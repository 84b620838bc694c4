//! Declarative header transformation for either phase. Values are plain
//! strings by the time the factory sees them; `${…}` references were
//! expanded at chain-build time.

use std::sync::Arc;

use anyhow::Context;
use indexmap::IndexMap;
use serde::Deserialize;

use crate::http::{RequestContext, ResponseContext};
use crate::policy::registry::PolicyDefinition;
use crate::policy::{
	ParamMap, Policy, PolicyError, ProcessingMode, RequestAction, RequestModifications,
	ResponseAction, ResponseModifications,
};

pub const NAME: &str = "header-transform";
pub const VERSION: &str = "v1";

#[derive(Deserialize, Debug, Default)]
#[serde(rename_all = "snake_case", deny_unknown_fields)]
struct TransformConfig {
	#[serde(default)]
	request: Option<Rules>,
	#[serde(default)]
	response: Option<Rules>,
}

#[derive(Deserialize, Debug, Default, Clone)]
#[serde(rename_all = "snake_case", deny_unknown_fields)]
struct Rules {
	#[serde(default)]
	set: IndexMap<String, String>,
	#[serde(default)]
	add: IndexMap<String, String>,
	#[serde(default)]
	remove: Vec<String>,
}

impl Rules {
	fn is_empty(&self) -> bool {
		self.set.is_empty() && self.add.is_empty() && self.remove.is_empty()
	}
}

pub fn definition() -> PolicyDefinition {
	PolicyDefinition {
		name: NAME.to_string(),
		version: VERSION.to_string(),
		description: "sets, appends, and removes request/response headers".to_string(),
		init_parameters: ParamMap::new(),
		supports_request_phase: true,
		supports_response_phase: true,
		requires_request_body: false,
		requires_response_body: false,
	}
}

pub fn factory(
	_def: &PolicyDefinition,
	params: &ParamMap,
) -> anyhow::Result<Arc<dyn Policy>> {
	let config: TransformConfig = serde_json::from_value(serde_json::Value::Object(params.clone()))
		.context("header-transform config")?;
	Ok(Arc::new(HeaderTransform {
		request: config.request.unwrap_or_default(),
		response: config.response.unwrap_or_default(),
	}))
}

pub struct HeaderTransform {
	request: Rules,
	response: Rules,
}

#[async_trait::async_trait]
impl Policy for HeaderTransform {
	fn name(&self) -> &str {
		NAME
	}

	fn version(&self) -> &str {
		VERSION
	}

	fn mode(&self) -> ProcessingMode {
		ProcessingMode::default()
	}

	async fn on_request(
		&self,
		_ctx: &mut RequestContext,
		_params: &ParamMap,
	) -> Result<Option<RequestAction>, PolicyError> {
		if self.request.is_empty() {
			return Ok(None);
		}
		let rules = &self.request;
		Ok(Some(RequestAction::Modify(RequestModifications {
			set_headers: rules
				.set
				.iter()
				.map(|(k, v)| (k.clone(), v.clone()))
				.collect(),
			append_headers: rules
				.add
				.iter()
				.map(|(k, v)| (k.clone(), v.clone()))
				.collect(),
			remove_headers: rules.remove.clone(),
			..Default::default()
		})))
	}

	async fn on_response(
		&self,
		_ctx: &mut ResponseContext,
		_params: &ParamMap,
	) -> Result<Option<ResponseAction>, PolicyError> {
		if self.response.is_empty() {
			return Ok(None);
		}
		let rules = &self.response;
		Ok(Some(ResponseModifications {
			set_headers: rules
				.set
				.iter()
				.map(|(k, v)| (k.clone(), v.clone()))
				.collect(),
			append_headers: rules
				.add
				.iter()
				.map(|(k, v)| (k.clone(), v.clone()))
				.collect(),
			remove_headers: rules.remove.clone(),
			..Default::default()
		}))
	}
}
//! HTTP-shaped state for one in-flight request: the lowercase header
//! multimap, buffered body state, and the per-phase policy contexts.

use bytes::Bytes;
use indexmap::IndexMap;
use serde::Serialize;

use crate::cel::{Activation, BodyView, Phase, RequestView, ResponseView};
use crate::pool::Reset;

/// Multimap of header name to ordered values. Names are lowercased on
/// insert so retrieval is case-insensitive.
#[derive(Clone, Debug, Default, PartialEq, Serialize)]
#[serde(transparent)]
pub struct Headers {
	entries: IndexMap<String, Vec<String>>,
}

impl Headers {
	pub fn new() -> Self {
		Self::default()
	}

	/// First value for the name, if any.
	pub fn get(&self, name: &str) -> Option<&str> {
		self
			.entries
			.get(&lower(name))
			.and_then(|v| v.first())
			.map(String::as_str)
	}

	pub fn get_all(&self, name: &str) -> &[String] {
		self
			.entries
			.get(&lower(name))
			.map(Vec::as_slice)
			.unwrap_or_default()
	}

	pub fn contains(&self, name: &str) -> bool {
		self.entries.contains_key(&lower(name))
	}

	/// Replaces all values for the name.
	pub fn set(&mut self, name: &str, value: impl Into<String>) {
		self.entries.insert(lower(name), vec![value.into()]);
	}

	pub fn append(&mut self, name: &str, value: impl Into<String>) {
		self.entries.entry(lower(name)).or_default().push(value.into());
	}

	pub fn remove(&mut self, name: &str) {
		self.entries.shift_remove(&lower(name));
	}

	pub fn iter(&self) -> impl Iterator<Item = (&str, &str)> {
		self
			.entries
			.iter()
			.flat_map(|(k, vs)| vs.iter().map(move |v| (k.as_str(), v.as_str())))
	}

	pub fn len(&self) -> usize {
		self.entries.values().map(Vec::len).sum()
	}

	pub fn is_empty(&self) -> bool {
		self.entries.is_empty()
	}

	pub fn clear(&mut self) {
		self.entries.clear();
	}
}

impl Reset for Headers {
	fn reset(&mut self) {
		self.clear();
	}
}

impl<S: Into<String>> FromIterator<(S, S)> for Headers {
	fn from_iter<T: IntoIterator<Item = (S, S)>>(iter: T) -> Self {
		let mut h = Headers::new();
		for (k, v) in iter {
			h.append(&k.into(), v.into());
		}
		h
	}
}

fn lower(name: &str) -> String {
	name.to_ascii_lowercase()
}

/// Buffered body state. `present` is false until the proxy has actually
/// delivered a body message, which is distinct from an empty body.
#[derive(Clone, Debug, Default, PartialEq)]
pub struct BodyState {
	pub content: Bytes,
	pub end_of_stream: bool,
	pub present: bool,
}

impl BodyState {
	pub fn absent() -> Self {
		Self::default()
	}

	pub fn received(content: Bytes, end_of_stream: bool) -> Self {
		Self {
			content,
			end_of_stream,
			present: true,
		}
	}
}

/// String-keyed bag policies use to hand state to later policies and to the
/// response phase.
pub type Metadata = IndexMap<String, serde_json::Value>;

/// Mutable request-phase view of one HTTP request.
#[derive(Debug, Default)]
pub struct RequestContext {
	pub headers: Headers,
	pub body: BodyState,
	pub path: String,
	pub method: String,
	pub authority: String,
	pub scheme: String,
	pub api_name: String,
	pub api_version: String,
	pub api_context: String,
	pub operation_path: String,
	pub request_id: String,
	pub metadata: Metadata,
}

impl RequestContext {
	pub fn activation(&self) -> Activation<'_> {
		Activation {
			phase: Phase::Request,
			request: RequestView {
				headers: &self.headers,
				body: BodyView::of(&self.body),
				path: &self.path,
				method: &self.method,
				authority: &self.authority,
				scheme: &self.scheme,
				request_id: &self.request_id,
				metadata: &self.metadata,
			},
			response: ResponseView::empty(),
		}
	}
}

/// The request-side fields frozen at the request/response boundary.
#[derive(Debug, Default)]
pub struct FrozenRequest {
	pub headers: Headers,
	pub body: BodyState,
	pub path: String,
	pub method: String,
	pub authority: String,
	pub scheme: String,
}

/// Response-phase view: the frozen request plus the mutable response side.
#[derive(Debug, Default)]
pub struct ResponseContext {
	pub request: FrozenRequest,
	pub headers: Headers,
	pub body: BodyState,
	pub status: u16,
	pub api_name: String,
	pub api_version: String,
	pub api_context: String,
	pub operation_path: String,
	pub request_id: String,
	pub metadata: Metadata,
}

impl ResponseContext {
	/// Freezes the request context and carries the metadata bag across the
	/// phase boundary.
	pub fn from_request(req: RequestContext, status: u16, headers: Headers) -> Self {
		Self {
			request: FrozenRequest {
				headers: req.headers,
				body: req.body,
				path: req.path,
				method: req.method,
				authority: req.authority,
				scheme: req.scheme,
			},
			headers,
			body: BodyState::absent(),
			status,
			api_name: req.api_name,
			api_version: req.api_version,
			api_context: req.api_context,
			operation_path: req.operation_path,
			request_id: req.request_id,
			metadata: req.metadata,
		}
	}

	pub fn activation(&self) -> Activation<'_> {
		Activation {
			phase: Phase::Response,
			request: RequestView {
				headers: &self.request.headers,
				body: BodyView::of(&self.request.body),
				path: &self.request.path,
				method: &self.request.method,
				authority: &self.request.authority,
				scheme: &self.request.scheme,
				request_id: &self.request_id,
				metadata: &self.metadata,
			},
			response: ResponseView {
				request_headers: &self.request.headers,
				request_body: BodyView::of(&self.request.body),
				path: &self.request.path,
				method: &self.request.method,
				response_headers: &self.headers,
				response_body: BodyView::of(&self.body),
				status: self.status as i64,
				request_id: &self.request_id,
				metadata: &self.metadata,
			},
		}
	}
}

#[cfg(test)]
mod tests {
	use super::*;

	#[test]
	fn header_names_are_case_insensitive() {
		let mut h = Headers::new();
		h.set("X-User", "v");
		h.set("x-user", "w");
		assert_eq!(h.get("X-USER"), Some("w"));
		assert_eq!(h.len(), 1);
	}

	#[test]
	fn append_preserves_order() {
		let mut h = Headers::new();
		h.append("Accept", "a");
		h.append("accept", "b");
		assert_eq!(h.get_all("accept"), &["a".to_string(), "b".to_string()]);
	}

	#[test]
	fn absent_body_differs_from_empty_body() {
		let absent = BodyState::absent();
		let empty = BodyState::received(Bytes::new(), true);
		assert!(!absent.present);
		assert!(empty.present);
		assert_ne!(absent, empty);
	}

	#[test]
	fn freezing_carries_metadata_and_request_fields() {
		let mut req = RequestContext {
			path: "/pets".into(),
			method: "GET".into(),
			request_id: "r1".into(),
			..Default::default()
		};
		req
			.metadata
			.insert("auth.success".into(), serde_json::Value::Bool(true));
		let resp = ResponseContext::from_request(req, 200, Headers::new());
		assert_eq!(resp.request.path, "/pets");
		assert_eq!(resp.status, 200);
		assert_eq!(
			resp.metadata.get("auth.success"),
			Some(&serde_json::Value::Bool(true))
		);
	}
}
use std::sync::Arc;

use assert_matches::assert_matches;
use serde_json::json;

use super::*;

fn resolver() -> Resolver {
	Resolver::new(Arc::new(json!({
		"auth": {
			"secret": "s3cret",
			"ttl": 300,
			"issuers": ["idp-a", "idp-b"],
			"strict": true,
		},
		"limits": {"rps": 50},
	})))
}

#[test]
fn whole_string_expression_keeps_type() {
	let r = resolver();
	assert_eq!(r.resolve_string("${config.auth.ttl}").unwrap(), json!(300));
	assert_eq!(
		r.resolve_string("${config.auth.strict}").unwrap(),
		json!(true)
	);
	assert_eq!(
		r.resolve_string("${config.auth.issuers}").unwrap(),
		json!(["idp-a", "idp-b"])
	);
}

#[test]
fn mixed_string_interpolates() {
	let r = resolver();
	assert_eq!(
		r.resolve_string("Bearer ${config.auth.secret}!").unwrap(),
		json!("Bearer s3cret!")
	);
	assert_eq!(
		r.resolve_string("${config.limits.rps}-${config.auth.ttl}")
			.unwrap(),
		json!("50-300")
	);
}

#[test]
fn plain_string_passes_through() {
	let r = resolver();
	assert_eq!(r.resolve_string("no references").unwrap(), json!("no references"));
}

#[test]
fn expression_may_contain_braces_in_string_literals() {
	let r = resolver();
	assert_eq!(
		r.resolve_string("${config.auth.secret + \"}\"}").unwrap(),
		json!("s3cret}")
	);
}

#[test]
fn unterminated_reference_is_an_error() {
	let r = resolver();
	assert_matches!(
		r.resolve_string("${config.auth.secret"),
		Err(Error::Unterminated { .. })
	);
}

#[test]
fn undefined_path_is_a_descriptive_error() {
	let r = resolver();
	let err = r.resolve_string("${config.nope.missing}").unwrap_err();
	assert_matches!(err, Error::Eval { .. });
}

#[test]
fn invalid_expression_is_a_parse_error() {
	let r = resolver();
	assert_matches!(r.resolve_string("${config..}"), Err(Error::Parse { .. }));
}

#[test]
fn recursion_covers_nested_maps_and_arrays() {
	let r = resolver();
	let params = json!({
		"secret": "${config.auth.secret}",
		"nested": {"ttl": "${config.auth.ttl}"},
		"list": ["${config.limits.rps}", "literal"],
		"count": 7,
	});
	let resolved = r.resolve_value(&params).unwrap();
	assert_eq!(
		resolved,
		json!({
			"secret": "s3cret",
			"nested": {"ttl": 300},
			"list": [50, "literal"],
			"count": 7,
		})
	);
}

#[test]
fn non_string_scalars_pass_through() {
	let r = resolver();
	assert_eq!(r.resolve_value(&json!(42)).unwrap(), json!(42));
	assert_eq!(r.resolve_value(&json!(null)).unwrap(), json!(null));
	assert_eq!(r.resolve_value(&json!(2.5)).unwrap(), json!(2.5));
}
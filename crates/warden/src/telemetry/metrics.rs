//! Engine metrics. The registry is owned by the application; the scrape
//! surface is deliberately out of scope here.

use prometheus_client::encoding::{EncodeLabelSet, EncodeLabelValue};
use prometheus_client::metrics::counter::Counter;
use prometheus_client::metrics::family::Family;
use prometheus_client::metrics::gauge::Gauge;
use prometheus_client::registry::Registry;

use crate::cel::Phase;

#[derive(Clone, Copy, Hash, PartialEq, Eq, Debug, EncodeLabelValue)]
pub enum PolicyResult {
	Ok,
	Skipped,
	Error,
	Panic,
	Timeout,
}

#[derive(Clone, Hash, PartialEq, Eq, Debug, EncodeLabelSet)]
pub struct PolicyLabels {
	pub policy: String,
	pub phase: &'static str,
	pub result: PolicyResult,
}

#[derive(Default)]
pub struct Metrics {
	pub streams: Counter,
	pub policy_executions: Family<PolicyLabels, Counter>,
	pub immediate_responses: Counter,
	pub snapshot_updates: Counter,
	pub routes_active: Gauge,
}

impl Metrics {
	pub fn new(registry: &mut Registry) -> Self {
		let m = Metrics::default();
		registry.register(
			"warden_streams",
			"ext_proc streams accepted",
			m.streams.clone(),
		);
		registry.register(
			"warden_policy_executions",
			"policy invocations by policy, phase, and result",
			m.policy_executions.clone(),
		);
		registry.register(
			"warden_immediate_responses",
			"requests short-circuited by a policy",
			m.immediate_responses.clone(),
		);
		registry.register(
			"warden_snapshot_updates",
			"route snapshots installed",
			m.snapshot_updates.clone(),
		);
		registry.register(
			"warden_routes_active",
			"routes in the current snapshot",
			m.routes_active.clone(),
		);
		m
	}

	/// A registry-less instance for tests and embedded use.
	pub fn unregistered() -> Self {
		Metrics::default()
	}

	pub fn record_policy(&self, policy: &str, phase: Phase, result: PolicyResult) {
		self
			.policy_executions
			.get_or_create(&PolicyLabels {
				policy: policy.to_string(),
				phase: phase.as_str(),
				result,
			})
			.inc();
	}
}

• _EXERCISE_: Copy only the entries from the first line to the line with "let config: TransformConfig", each exactly as it appears.

• _TASK RESULT_:
repository 84b620838bc694c4
//! Declarative header transformation for either phase. Values are plain
//! strings by the time the factory sees them; `${…}` references were
//! expanded at chain-build time.

use std::sync::Arc;

use anyhow::Context;
use indexmap::IndexMap;
use serde::Deserialize;

use crate::http::{RequestContext, ResponseContext};
use crate::policy::registry::PolicyDefinition;
use crate::policy::{
	ParamMap, Policy, PolicyError, ProcessingMode, RequestAction, RequestModifications,
	ResponseAction, ResponseModifications,
};

pub const NAME: &str = "header-transform";
pub const VERSION: &str = "v1";

#[derive(Deserialize, Debug, Default)]
#[serde(rename_all = "snake_case", deny_unknown_fields)]
struct TransformConfig {
	#[serde(default)]
	request: Option<Rules>,
	#[serde(default)]
	response: Option<Rules>,
}

#[derive(Deserialize, Debug, Default, Clone)]
#[serde(rename_all = "snake_case", deny_unknown_fields)]
struct Rules {
	#[serde(default)]
	set: IndexMap<String, String>,
	#[serde(default)]
	add: IndexMap<String, String>,
	#[serde(default)]
	remove: Vec<String>,
}

impl Rules {
	fn is_empty(&self) -> bool {
		self.set.is_empty() && self.add.is_empty() && self.remove.is_empty()
	}
}

pub fn definition() -> PolicyDefinition {
	PolicyDefinition {
		name: NAME.to_string(),
		version: VERSION.to_string(),
		description: "sets, appends, and removes request/response headers".to_string(),
		init_parameters: ParamMap::new(),
		supports_request_phase: true,
		supports_response_phase: true,
		requires_request_body: false,
		requires_response_body: false,
	}
}

pub fn factory(
	_def: &PolicyDefinition,
	params: &ParamMap,
) -> anyhow::Result<Arc<dyn Policy>> {
	let config: TransformConfig = serde_json::from_value(serde_json::Value::Object(params.clone()))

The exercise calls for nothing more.